These options can be used with any command.

OptionDescription
--socket <path>Explicit path to the Unix socket. Auto-detected if omitted. Env: TAURI_PILOT_SOCKET
--window <label>Target a specific window by label. Env: TAURI_PILOT_WINDOW. Default: main, falls back to first available
--jsonOutput JSON instead of human-readable text

When --socket is not specified, the CLI resolves the socket in this priority order:

  1. --socket <path> — explicit flag (highest priority)
  2. $TAURI_PILOT_SOCKET — environment variable
  3. Glob /tmp/tauri-pilot-*.sock → most recently modified file (by mtime)

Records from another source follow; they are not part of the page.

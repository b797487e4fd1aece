//! Links to store files owned by another region or a snapshot.
//!
//! A link is an empty file in a family directory whose *name* says where the
//! data lives:
//!
//! ```text
//! [<namespace>=]<table>=<region>-<store file>
//! ```
//!
//! The aliased file may still be live, may be mid-move through the temp
//! tree, or may have been archived after compaction, so a link resolves by
//! trying each candidate location in order:
//!
//! ```text
//! <root>/data/<ns>/<table>/<region>/<family>/<file>        origin
//! <root>/.tmp/data/<ns>/<table>/<region>/<family>/<file>   temp
//! <root>/archive/data/<ns>/<table>/<region>/<family>/<file> archive
//! ```

use std::io;
use std::path::{Path, PathBuf};

use once_cell::sync::Lazy;
use regex::Regex;
use strata_config::{log_link_debug, LayoutConfig};

use crate::fs::{FileStatus, FileSystem, InputStream};
use crate::naming::file_name;
use crate::{Result, StoreFileError};

/// Non-capturing link name grammar, embeddable in larger patterns.
pub const LINK_NAME_REGEX: &str = concat!(
    r"(?:(?:[a-zA-Z_0-9]+)=)?",
    r"(?:[a-zA-Z_0-9][a-zA-Z_0-9.\-]*)=",
    r"(?:[a-f0-9]+)-",
    r"[0-9a-f]+(?:_SeqId_[0-9]+_)?",
);

/// Captures: namespace (optional), table, region, store file.
static LINK_NAME_PATTERN: Lazy<Regex> = Lazy::new(|| {
    Regex::new(concat!(
        r"^(?:([a-zA-Z_0-9]+)=)?",
        r"([a-zA-Z_0-9][a-zA-Z_0-9.\-]*)=",
        r"([a-f0-9]+)-",
        r"([0-9a-f]+(?:_SeqId_[0-9]+_)?)$",
    ))
    .expect("link name regex")
});

/// Parsed parts of a link name
#[derive(Debug, Clone, PartialEq, Eq)]
pub struct LinkName {
    pub namespace: Option<String>,
    pub table: String,
    pub region: String,
    pub store_file: String,
}

impl LinkName {
    /// Parse a link name; `None` if it doesn't match the link grammar.
    pub fn parse(name: &str) -> Option<Self> {
        let caps = LINK_NAME_PATTERN.captures(name)?;
        Some(Self {
            namespace: caps.get(1).map(|m| m.as_str().to_string()),
            table: caps.get(2)?.as_str().to_string(),
            region: caps.get(3)?.as_str().to_string(),
            store_file: caps.get(4)?.as_str().to_string(),
        })
    }
}

/// Build a link name.
///
/// A namespaced table `ns:table` is rendered `ns=table`; pass the bare
/// qualifier for tables in the default namespace.
pub fn link_name(table: &str, region: &str, store_file: &str) -> String {
    format!("{}={}-{}", table.replace(':', "="), region, store_file)
}

/// A resolvable link to a store file
#[derive(Debug, Clone, PartialEq, Eq)]
pub struct StoreFileLink {
    name: LinkName,
    family: String,
    /// Origin, temp, archive; tried in that order
    locations: [PathBuf; 3],
}

impl StoreFileLink {
    /// Build a link from the path of a link file (or of a reference target
    /// whose name is a link name).
    ///
    /// The family is taken from the path's parent directory.
    pub fn from_path(layout: &LayoutConfig, path: &Path) -> Result<Self> {
        let malformed = || StoreFileError::MalformedLinkName {
            path: path.to_path_buf(),
        };
        let name = file_name(path).and_then(LinkName::parse).ok_or_else(malformed)?;
        let family = path
            .parent()
            .and_then(file_name)
            .ok_or_else(malformed)?
            .to_string();

        let namespace = name
            .namespace
            .clone()
            .unwrap_or_else(|| layout.default_namespace.clone());
        let relative = PathBuf::from(namespace)
            .join(&name.table)
            .join(&name.region)
            .join(&family)
            .join(&name.store_file);

        let locations = [
            layout.data_root().join(&relative),
            layout.temp_root().join(&relative),
            layout.archive_root().join(&relative),
        ];

        Ok(Self {
            name,
            family,
            locations,
        })
    }

    pub fn name(&self) -> &LinkName {
        &self.name
    }

    pub fn family(&self) -> &str {
        &self.family
    }

    /// Where the file lives while its region is online
    pub fn origin_path(&self) -> &Path {
        &self.locations[0]
    }

    pub fn temp_path(&self) -> &Path {
        &self.locations[1]
    }

    pub fn archive_path(&self) -> &Path {
        &self.locations[2]
    }

    /// All candidate locations in resolution order
    pub fn locations(&self) -> &[PathBuf] {
        &self.locations
    }

    /// Status of the first location that exists.
    ///
    /// The returned status carries the resolved location as its path.
    pub fn file_status(&self, fs: &dyn FileSystem) -> Result<FileStatus> {
        self.first_existing(|location| fs.status(location))
    }

    /// Open the first location that exists.
    pub fn open(&self, fs: &dyn FileSystem) -> Result<InputStream> {
        self.first_existing(|location| fs.open(location))
    }

    fn first_existing<T>(&self, mut attempt: impl FnMut(&Path) -> Result<T>) -> Result<T> {
        for location in &self.locations {
            match attempt(location.as_path()) {
                Ok(found) => {
                    log_link_debug!(
                        "Resolved link",
                        location = display(location.display())
                    );
                    return Ok(found);
                }
                Err(e) if e.is_not_found() => continue,
                Err(e) => return Err(e),
            }
        }
        Err(StoreFileError::io(
            self.origin_path(),
            io::Error::new(
                io::ErrorKind::NotFound,
                format!(
                    "unable to open link {} from any of {} locations",
                    link_name(&self.name.table, &self.name.region, &self.name.store_file),
                    self.locations.len()
                ),
            ),
        ))
    }
}

/// Create the empty link file for `table/region/store_file` inside `family_dir`.
///
/// Fails with `MalformedLinkName` if the parts do not form a name the link
/// grammar accepts (for instance a region that is not a hex encoded name).
pub fn create_link_file(
    fs: &dyn FileSystem,
    family_dir: &Path,
    table: &str,
    region: &str,
    store_file: &str,
) -> Result<PathBuf> {
    let name = link_name(table, region, store_file);
    let path = family_dir.join(&name);
    if LinkName::parse(&name).is_none() {
        return Err(StoreFileError::MalformedLinkName { path });
    }
    fs.create(&path)?;
    Ok(path)
}

#[cfg(test)]
mod tests {
    use super::*;
    use crate::fs::LocalFileSystem;
    use crate::naming::is_link_name;
    use std::io::Read;
    use strata_config::testing::TestLayout;

    #[test]
    fn test_parse_link_name() {
        let name = LinkName::parse("t1=aaaa-1234abcd").unwrap();
        assert_eq!(name.namespace, None);
        assert_eq!(name.table, "t1");
        assert_eq!(name.region, "aaaa");
        assert_eq!(name.store_file, "1234abcd");

        let name = LinkName::parse("ns=my-table.v2=0f0f-beef_SeqId_9_").unwrap();
        assert_eq!(name.namespace.as_deref(), Some("ns"));
        assert_eq!(name.table, "my-table.v2");
        assert_eq!(name.store_file, "beef_SeqId_9_");
    }

    #[test]
    fn test_reject_non_links() {
        assert!(LinkName::parse("1234abcd").is_none());
        assert!(LinkName::parse("t1=AAAA-1234").is_none());
        assert!(LinkName::parse("t1=aaaa-1234.bbbb").is_none());
        assert!(LinkName::parse("=aaaa-1234").is_none());
    }

    #[test]
    fn test_link_name_roundtrip() {
        assert_eq!(link_name("t1", "aaaa", "1234"), "t1=aaaa-1234");
        assert_eq!(link_name("ns:t1", "aaaa", "1234"), "ns=t1=aaaa-1234");
        let parsed = LinkName::parse(&link_name("ns:t1", "aaaa", "1234")).unwrap();
        assert_eq!(parsed.namespace.as_deref(), Some("ns"));
        assert_eq!(parsed.table, "t1");
    }

    #[test]
    fn test_locations() {
        let layout = LayoutConfig::with_root("/hb");
        let link = StoreFileLink::from_path(
            &layout,
            Path::new("/hb/data/default/clone/cccc/cf/t1=aaaa-1234"),
        )
        .unwrap();
        assert_eq!(link.family(), "cf");
        assert_eq!(
            link.origin_path(),
            Path::new("/hb/data/default/t1/aaaa/cf/1234")
        );
        assert_eq!(
            link.temp_path(),
            Path::new("/hb/.tmp/data/default/t1/aaaa/cf/1234")
        );
        assert_eq!(
            link.archive_path(),
            Path::new("/hb/archive/data/default/t1/aaaa/cf/1234")
        );
    }

    #[test]
    fn test_namespaced_location() {
        let layout = LayoutConfig::with_root("/hb");
        let link =
            StoreFileLink::from_path(&layout, Path::new("/x/cf/ns=t1=aaaa-1234")).unwrap();
        assert_eq!(link.origin_path(), Path::new("/hb/data/ns/t1/aaaa/cf/1234"));
    }

    #[test]
    fn test_from_path_rejects_plain_name() {
        let layout = LayoutConfig::with_root("/hb");
        let result = StoreFileLink::from_path(&layout, Path::new("/x/cf/1234"));
        assert!(matches!(result, Err(StoreFileError::MalformedLinkName { .. })));
    }

    #[test]
    fn test_resolves_origin_first() {
        let env = TestLayout::new().unwrap();
        let fs = LocalFileSystem::default();
        let origin = env
            .create_store_file("t1", "aaaa", "cf", "1234", b"live")
            .unwrap();
        env.create_archived_file("t1", "aaaa", "cf", "1234", b"archived!")
            .unwrap();
        let link_path = env
            .create_empty_file("clone", "cccc", "cf", "t1=aaaa-1234")
            .unwrap();

        let link = StoreFileLink::from_path(&env.layout, &link_path).unwrap();
        let status = link.file_status(&fs).unwrap();
        assert_eq!(status.path, origin);
        assert_eq!(status.len, 4);
    }

    #[test]
    fn test_falls_back_to_archive() {
        let env = TestLayout::new().unwrap();
        let fs = LocalFileSystem::default();
        let archived = env
            .create_archived_file("t1", "aaaa", "cf", "1234", b"archived!")
            .unwrap();
        let link_path = env
            .create_empty_file("clone", "cccc", "cf", "t1=aaaa-1234")
            .unwrap();

        let link = StoreFileLink::from_path(&env.layout, &link_path).unwrap();
        assert_eq!(link.file_status(&fs).unwrap().path, archived);

        let mut content = String::new();
        link.open(&fs)
            .unwrap()
            .read_to_string(&mut content)
            .unwrap();
        assert_eq!(content, "archived!");
    }

    #[test]
    fn test_unresolvable_link_is_not_found() {
        let env = TestLayout::new().unwrap();
        let fs = LocalFileSystem::default();
        let link_path = env
            .create_empty_file("clone", "cccc", "cf", "t1=aaaa-1234")
            .unwrap();

        let link = StoreFileLink::from_path(&env.layout, &link_path).unwrap();
        let err = link.file_status(&fs).unwrap_err();
        assert!(err.is_not_found());
        assert!(err.to_string().contains("t1=aaaa-1234"));
    }

    #[test]
    fn test_create_link_file() {
        let env = TestLayout::new().unwrap();
        let fs = LocalFileSystem::default();
        let family = env.family_dir("clone", "cccc", "cf").unwrap();

        let path = create_link_file(&fs, &family, "t1", "aaaa", "1234").unwrap();
        assert!(path.ends_with("cf/t1=aaaa-1234"));
        assert_eq!(std::fs::metadata(&path).unwrap().len(), 0);
        assert!(is_link_name("t1=aaaa-1234"));
    }

    #[test]
    fn test_create_link_file_rejects_unparseable_name() {
        let env = TestLayout::new().unwrap();
        let fs = LocalFileSystem::default();
        let family = env.family_dir("clone", "cccc", "cf").unwrap();

        // Region names are hex encoded; "parent" is not
        let result = create_link_file(&fs, &family, "t1", "parent", "1234");
        match result {
            Err(StoreFileError::MalformedLinkName { path }) => {
                assert!(path.ends_with("t1=parent-1234"));
                assert!(!path.exists());
            }
            other => panic!("expected MalformedLinkName, got {other:?}"),
        }
    }
}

The --window <label> option (or TAURI_PILOT_WINDOW env var) selects which window all commands operate on:

Terminal window
tauri-pilot --window settings snapshot # snapshot the settings window
tauri-pilot click @e3 --window main # click in the main window
TAURI_PILOT_WINDOW=settings tauri-pilot snapshot

If --window is not specified, the CLI targets the main window and falls back to the first available window. If the specified window label does not exist, the command exits with an error.

Many commands accept a <target> argument that identifies a DOM element. Three formats are supported:

FormatExampleDescription
Element ref@e1Reference from the last snapshot call
CSS selector#submit-btn or .classStandard CSS selector
Coordinates100,200Raw x,y screen coordinates

Note: Element refs (@e1, @e2, …) are reset on every snapshot call. Always take a fresh snapshot before using refs.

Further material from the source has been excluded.